## Your task:
Copy every line below that has the word "BillAnalytics" in it.

[[ Given records open ]]

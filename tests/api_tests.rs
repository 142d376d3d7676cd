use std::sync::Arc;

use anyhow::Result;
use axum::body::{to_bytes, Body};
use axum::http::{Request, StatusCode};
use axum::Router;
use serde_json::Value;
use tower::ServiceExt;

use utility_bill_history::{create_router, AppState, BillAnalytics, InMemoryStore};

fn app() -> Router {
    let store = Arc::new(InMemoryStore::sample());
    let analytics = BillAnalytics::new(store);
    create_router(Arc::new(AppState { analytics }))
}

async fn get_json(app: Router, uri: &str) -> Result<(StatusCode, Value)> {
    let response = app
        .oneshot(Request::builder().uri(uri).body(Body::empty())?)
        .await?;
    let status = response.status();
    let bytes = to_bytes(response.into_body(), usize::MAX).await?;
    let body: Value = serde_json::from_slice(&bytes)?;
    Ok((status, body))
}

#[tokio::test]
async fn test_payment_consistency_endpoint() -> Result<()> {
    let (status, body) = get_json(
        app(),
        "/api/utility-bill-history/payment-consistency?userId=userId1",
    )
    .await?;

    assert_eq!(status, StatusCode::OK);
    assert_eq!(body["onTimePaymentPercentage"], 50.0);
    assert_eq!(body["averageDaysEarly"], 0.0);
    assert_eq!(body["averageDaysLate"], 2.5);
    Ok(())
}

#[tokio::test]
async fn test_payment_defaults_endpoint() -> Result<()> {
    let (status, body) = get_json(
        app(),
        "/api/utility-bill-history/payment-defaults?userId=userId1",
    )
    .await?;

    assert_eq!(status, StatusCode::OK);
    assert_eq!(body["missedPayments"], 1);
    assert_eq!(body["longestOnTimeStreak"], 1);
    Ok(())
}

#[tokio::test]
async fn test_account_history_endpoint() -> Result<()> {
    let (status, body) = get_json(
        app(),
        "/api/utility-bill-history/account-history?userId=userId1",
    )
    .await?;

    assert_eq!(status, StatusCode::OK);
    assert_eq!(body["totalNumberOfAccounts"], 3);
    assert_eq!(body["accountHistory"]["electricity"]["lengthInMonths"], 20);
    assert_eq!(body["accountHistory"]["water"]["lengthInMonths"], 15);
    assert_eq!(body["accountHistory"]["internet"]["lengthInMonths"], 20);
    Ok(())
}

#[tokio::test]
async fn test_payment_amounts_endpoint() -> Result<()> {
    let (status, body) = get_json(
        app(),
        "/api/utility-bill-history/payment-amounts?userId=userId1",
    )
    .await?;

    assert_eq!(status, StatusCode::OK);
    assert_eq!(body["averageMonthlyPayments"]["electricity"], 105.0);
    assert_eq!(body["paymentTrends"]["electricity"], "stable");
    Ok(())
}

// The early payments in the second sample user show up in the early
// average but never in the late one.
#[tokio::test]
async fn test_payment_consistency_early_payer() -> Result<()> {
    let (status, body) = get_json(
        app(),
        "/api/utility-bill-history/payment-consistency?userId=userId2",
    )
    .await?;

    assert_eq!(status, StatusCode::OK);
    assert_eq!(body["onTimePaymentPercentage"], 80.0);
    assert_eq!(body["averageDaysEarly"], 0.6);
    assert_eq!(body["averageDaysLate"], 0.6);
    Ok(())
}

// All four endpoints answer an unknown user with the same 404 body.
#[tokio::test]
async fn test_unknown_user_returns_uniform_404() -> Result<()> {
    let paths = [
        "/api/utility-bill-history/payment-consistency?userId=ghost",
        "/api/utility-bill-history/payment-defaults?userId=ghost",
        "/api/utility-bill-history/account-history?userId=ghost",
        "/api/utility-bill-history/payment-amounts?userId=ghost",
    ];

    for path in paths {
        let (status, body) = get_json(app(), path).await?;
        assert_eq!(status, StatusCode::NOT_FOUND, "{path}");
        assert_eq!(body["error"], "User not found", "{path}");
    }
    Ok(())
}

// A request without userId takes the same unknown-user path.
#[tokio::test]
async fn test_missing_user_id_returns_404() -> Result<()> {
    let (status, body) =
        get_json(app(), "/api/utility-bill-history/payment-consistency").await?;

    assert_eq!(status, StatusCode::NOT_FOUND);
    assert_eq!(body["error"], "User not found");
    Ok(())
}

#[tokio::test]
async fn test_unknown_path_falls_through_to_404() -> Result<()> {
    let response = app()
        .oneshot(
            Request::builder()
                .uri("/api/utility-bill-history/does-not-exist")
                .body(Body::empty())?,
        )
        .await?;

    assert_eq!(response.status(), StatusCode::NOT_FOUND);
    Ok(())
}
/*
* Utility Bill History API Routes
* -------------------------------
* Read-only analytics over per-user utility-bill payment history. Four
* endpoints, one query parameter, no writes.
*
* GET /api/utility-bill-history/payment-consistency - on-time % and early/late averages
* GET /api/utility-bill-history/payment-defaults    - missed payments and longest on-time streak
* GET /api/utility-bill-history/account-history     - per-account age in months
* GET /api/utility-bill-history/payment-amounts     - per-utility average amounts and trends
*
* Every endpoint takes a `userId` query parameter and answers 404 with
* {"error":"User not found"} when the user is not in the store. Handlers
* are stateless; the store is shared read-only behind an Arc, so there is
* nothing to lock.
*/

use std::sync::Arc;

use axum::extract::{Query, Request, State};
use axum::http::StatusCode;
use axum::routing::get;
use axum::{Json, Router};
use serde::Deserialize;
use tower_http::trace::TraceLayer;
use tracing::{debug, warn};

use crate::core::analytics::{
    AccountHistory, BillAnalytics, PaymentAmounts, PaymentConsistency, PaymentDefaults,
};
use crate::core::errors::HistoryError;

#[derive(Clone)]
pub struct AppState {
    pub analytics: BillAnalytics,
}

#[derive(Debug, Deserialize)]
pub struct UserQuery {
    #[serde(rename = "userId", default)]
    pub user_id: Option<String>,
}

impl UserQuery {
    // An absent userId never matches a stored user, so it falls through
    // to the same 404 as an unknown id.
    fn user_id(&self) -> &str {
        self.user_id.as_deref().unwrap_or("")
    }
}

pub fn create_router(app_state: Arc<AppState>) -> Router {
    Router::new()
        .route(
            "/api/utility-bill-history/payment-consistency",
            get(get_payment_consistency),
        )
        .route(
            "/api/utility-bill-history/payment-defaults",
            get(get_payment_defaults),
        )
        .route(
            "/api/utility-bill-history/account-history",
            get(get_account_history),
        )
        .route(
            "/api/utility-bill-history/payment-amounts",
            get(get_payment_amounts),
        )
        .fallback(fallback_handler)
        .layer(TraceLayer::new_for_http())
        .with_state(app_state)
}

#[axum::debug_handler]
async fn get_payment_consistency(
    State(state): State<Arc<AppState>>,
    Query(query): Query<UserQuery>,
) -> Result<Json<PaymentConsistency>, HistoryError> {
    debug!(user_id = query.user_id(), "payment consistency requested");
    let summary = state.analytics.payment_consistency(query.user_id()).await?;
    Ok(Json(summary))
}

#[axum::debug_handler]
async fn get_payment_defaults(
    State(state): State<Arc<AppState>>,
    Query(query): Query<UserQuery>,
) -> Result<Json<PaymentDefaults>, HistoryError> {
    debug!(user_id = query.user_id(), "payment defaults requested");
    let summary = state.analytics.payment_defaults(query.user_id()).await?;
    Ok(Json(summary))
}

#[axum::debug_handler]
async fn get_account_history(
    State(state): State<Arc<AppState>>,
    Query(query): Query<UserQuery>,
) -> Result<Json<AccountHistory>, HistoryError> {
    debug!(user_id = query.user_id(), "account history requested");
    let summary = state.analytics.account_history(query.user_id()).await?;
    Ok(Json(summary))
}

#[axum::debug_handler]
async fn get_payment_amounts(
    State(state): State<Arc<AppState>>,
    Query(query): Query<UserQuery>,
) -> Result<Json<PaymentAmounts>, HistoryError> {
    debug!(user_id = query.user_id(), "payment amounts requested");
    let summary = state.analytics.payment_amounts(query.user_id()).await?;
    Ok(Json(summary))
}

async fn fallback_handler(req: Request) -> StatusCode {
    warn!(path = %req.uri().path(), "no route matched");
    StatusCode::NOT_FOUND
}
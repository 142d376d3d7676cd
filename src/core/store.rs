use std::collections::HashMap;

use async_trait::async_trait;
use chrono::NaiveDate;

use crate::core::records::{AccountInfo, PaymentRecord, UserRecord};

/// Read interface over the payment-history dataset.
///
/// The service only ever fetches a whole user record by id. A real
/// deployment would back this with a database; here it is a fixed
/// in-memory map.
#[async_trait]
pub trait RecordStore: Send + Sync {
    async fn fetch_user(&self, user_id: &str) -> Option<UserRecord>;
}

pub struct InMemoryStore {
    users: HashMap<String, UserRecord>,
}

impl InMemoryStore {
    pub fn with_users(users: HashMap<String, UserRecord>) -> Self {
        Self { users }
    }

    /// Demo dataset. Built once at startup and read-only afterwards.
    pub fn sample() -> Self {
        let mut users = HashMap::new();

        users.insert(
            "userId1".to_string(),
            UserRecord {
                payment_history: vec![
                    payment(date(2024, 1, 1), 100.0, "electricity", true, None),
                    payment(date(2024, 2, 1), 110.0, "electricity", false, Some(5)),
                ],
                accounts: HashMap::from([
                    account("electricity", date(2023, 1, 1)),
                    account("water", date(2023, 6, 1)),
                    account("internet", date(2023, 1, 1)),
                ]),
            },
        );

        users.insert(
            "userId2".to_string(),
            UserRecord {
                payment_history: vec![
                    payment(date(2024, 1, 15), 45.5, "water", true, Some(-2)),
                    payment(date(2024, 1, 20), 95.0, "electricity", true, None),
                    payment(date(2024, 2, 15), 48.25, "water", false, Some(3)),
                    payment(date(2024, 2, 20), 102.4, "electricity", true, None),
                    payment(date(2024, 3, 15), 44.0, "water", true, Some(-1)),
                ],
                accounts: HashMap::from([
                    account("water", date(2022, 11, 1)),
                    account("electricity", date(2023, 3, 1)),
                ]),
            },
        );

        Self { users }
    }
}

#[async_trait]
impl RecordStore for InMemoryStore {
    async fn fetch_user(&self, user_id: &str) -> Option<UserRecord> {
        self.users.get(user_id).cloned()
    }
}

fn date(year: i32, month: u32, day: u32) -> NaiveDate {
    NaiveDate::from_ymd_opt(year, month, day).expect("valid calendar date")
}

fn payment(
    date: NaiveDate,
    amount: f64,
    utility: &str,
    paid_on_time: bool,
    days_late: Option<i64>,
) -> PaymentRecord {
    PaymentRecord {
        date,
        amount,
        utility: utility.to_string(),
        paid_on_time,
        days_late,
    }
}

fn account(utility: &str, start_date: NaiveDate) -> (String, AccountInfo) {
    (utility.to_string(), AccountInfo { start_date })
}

[[ Given records closed ]]

## Solution for this problem:
use utility_bill_history::{create_router, AppState, BillAnalytics, InMemoryStore};
    let analytics = BillAnalytics::new(store);
    AccountHistory, BillAnalytics, PaymentAmounts, PaymentConsistency, PaymentDefaults,
    pub analytics: BillAnalytics,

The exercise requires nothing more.